LA CRIANZA OLVIDADA
Por Lizardo Figueroa
Las noticias que dan cuenta de la muerte prematura de jóvenes por causas violentas golpean el alma, no solo de sus familias, sino de la sociedad colombiana en general.
Esta realidad de espanto debiera ser preocupación y urgencia de las entidades cuya misión es propender por el cuidado e integridad de los muchachos, justo en este tiempo cuando ellos se levantan rodeados de tanta gente en sus distintos escenarios, pero a la vez íngrimos en el mundo; sus entornos suelen ser complejos y riesgosos, empezando a veces por sus mismos hogares, barrios, comunas, colegios y la calle.
Aterran las estadísticas de homicidios y suicidios a temprana edad, apareciendo nuestro departamento entre las mayores frecuencias de estos casos.

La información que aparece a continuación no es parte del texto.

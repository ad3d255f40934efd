mod config;
mod constants;
mod error;
mod routes;
mod server;
mod setup;
mod transforms;

use clap::Parser;
use config::Config;
use std::process::ExitCode;
use tracing::{error, info};
use tracing_subscriber::{layer::SubscriberExt, util::SubscriberInitExt};

pub const VERSION: &str = env!("CARGO_PKG_VERSION");
pub const GIT_HASH: &str = env!("GIT_HASH");
pub const BUILD_TIME: &str = env!("BUILD_TIME");
pub const BUILD_PROFILE: &str = env!("BUILD_PROFILE");

#[derive(Parser)]
#[command(name = "claude-oc-proxy")]
#[command(about = "Tool name prefixing proxy for Claude API")]
#[command(version)]
#[command(after_help = "\
MANUAL SETUP:
  1. Install cli-proxy-api:
     macOS:  brew install cliproxyapi
     Linux:  curl -fsSL https://raw.githubusercontent.com/brokechubb/cliproxyapi-installer/refs/heads/master/cliproxyapi-installer | bash

  2. Authenticate: cli-proxy-api -claude-login

  3. Start stack:
     Terminal 1: cli-proxy-api
     Terminal 2: claude-oc-proxy

  Endpoint: http://localhost:8318/v1")]
struct Args {
    /// Port to listen on (default: 8318)
    #[arg(short, long, env = "CLAUDE_OC_PROXY_PORT")]
    port: Option<u16>,

    /// Upstream API URL (default: http://localhost:8317)
    #[arg(short, long, env = "CLAUDE_OC_PROXY_UPSTREAM")]
    upstream: Option<String>,

    /// Host to bind to (default: 0.0.0.0)
    #[arg(short = 'H', long, env = "CLAUDE_OC_PROXY_HOST")]
    host: Option<String>,

    /// Interactive setup (install cli-proxy-api, OAuth, start stack)
    #[arg(short, long)]
    setup: bool,
}

#[tokio::main]
async fn main() -> ExitCode {
    tracing_subscriber::registry()
        .with(
            tracing_subscriber::EnvFilter::try_from_default_env()
                .unwrap_or_else(|_| tracing_subscriber::EnvFilter::new("info")),
        )
        .with(tracing_subscriber::fmt::layer())
        .init();

    // `.env` values become process env before clap reads `CLAUDE_OC_PROXY_*`
    dotenvy::dotenv().ok();
    let args = Args::parse();

    let config = match Config::resolve(args.host, args.port, args.upstream) {
        Ok(config) => config,
        Err(e) => {
            error!("{e}");
            return ExitCode::FAILURE;
        }
    };

    info!(
        "Starting claude-oc-proxy v{}-{} ({} build, {})",
        VERSION, GIT_HASH, BUILD_PROFILE, BUILD_TIME
    );

    let result = if args.setup {
        setup::run_setup(&config).await.map_err(|e| e.to_string())
    } else {
        server::start_proxy(&config).await.map_err(|e| e.to_string())
    };

    match result {
        Ok(()) => ExitCode::SUCCESS,
        Err(e) => {
            error!("{e}");
            ExitCode::FAILURE
        }
    }
}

El reciente y triste evento de un joven en Bogotá, difundido ampliamente por los medios, es un ejemplo de lo que no debiera ocurrir nunca.

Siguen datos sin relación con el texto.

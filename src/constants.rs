/// Prefix added to tool names before they reach the upstream
pub const TOOL_PREFIX: &str = "oc_";

/// Model prefix that is stripped from the request and activates tool renaming
pub const ANTHROPIC_MODEL_PREFIX: &str = "anthropic/";

/// Model prefix that only activates tool renaming (model is left as-is)
pub const CLAUDE_MODEL_PREFIX: &str = "claude-";

/// Default listen port
pub const DEFAULT_PORT: u16 = 8318;

/// Default upstream base URL (cli-proxy-api's default listen address)
pub const DEFAULT_UPSTREAM: &str = "http://localhost:8317";

/// Default bind host
pub const DEFAULT_HOST: &str = "0.0.0.0";

/// Connect timeout for upstream requests. There is no total timeout: streamed
/// responses may legitimately run for minutes.
pub const UPSTREAM_CONNECT_TIMEOUT_SECS: u64 = 10;

/// Names the companion upstream binary is installed under
pub static COMPANION_BINARIES: &[&str] = &["cli-proxy-api", "cliproxyapi"];

/// Homebrew formula for the companion on macOS
pub const COMPANION_BREW_FORMULA: &str = "cliproxyapi";

/// Official installer script for the companion on Linux
pub const COMPANION_INSTALLER_URL: &str = "https://raw.githubusercontent.com/brokechubb/cliproxyapi-installer/refs/heads/master/cliproxyapi-installer";

/// Release page for manual downloads
pub const COMPANION_RELEASES_URL: &str = "https://github.com/router-for-me/CLIProxyAPI/releases";

/// Flag that starts the companion's Claude OAuth login flow
pub const COMPANION_LOGIN_FLAG: &str = "-claude-login";

/// Grace period before checking that the spawned companion is still alive
pub const COMPANION_STARTUP_WAIT_MS: u64 = 2000;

Desde siempre hemos estado expuestos a todos los peligros, en donde ciertamente la vida pende de un hilo; el absurdo de un accidente con armas letales puede terminar en lo peor.
La actual generación crece en un momento de la historia muy difícil, en donde los jóvenes deben sortear circunstancias saturadas de desafíos y riesgos de todo orden y no siempre teniendo las herramientas y presupuestos básicos y suficientes para superarlos; nunca como ahora la semántica del término adolescencia (adolescere) cobra tanto sentido.

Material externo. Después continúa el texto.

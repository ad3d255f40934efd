use axum::Router;
use reqwest::Client;
use std::sync::Arc;
use std::time::Duration;
use tokio::net::TcpListener;
use tracing::info;

use crate::config::Config;
use crate::constants::UPSTREAM_CONNECT_TIMEOUT_SECS;
use crate::error::ProxyError;
use crate::routes;

/// Shared, read-only state for all request handlers.
pub struct AppState {
    pub http_client: Client,
    /// Upstream base URL without a trailing slash
    pub upstream: String,
}

impl AppState {
    pub fn new(upstream: impl Into<String>) -> Result<Self, ProxyError> {
        // Shared HTTP client with connection pooling. No total timeout: streamed
        // responses can run for a long time.
        // Encoded upstream bodies are decoded here, before the name rewrite sees
        // them; reqwest then drops `content-encoding` and `content-length`.
        let http_client = Client::builder()
            .connect_timeout(Duration::from_secs(UPSTREAM_CONNECT_TIMEOUT_SECS))
            .gzip(true)
            .brotli(true)
            .deflate(true)
            .zstd(true)
            .pool_max_idle_per_host(10)
            .redirect(reqwest::redirect::Policy::none())
            .no_proxy()
            .build()?;

        Ok(Self {
            http_client,
            upstream: upstream.into(),
        })
    }
}

/// Every method and path is forwarded; there is no routing beyond that.
pub fn router(state: Arc<AppState>) -> Router {
    Router::new()
        .fallback(routes::proxy::forward)
        .with_state(state)
}

/// Listen on `config.host:config.port` and forward everything to
/// `config.upstream` until Ctrl-C.
pub async fn start_proxy(config: &Config) -> Result<(), ProxyError> {
    let state = Arc::new(AppState::new(&config.upstream)?);
    let listener = TcpListener::bind(config.listen_addr()).await?;

    info!("Listening on http://{}", listener.local_addr()?);
    info!("Proxying to: {}", config.upstream);
    info!("Endpoint: http://localhost:{}/v1", config.port);

    axum::serve(listener, router(state))
        .with_graceful_shutdown(shutdown_signal())
        .await?;

    info!("Proxy stopped");
    Ok(())
}

async fn shutdown_signal() {
    if let Err(e) = tokio::signal::ctrl_c().await {
        tracing::warn!("Failed to listen for Ctrl-C: {e}");
        std::future::pending::<()>().await;
    }
    info!("Shutting down...");
}

#[cfg(test)]
mod tests {
    use super::*;
    use axum::{body::Body, http::Request, http::StatusCode};
    use tower::ServiceExt;

    #[tokio::test]
    async fn test_any_path_reaches_forwarder() {
        // Nothing listens on port 1, so every forwarded request fails fast
        let state = Arc::new(AppState::new("http://127.0.0.1:1").unwrap());

        for (method, uri) in [("GET", "/"), ("POST", "/v1/messages"), ("DELETE", "/a/b?c=d")] {
            let request = Request::builder()
                .method(method)
                .uri(uri)
                .body(Body::empty())
                .unwrap();
            let response = router(state.clone()).oneshot(request).await.unwrap();
            assert_eq!(response.status(), StatusCode::BAD_GATEWAY, "{method} {uri}");
        }
    }
}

En nuestro medio, años ha, los papás y abuelos nos criaron a la luz de sus valores y costumbres; las reglas de comportamiento no las establecían los psicólogos, la ciencia ni las leyes; a los mayores les bastaba el sentido común y la axiología de la responsabilidad, la honestidad, el respeto, la decencia, el valor de la palabra empeñada, el amor y servicio al prójimo.
Nuestros taitas establecían los límites que debían observarse y acatarse sin chistar, en el hogar y en cualquier parte, siendo la escuela complementaria de la tarea formativa utilizando estrategias y elementos algo rústicos y simples, pero vaya si les resultaban útiles como efectivos en la educación de la prole: además del duro reproche (entiéndase ‘vaciada’ de padre y señor mío) el papá invariablemente usaba la correa, la mamá la palmada, la chancla o el palo de la escoba y la maestra la varita de rosa.
Todavía me duele el cuatro letras por los zurriagazos que me daban mis viejos y maestros que hoy bendigo agradecido y que están en el Cielo, cuando no hacía caso, incumplía las órdenes, no presentaba la tarea, levantaba la voz o rezongaba y otras travesuras de niño o ya jayán.
Esa era la «medicina para afinar» como decían, en la noble y responsable intención paternal de evitarnos a futuro las afrentas, «pisar cabildo», la cárcel o el temprano cementerio.
Así era la crianza en tiempos idos.
Todo parece evidenciar que en la era de la cibernética, de la virtualidad, de la colonización interplanetaria, del vértigo, de la aldea global, de las comunicaciones instantáneas, de la «Inteligencia Artificial» y de tanta maravilla que deslumbra a la humanidad del tercer milenio, en Colombia casi desapareció la antigua costumbre de la buena crianza, ya no, por supuesto, con el fuete, pero cuyas consecuencias hoy están a la vista.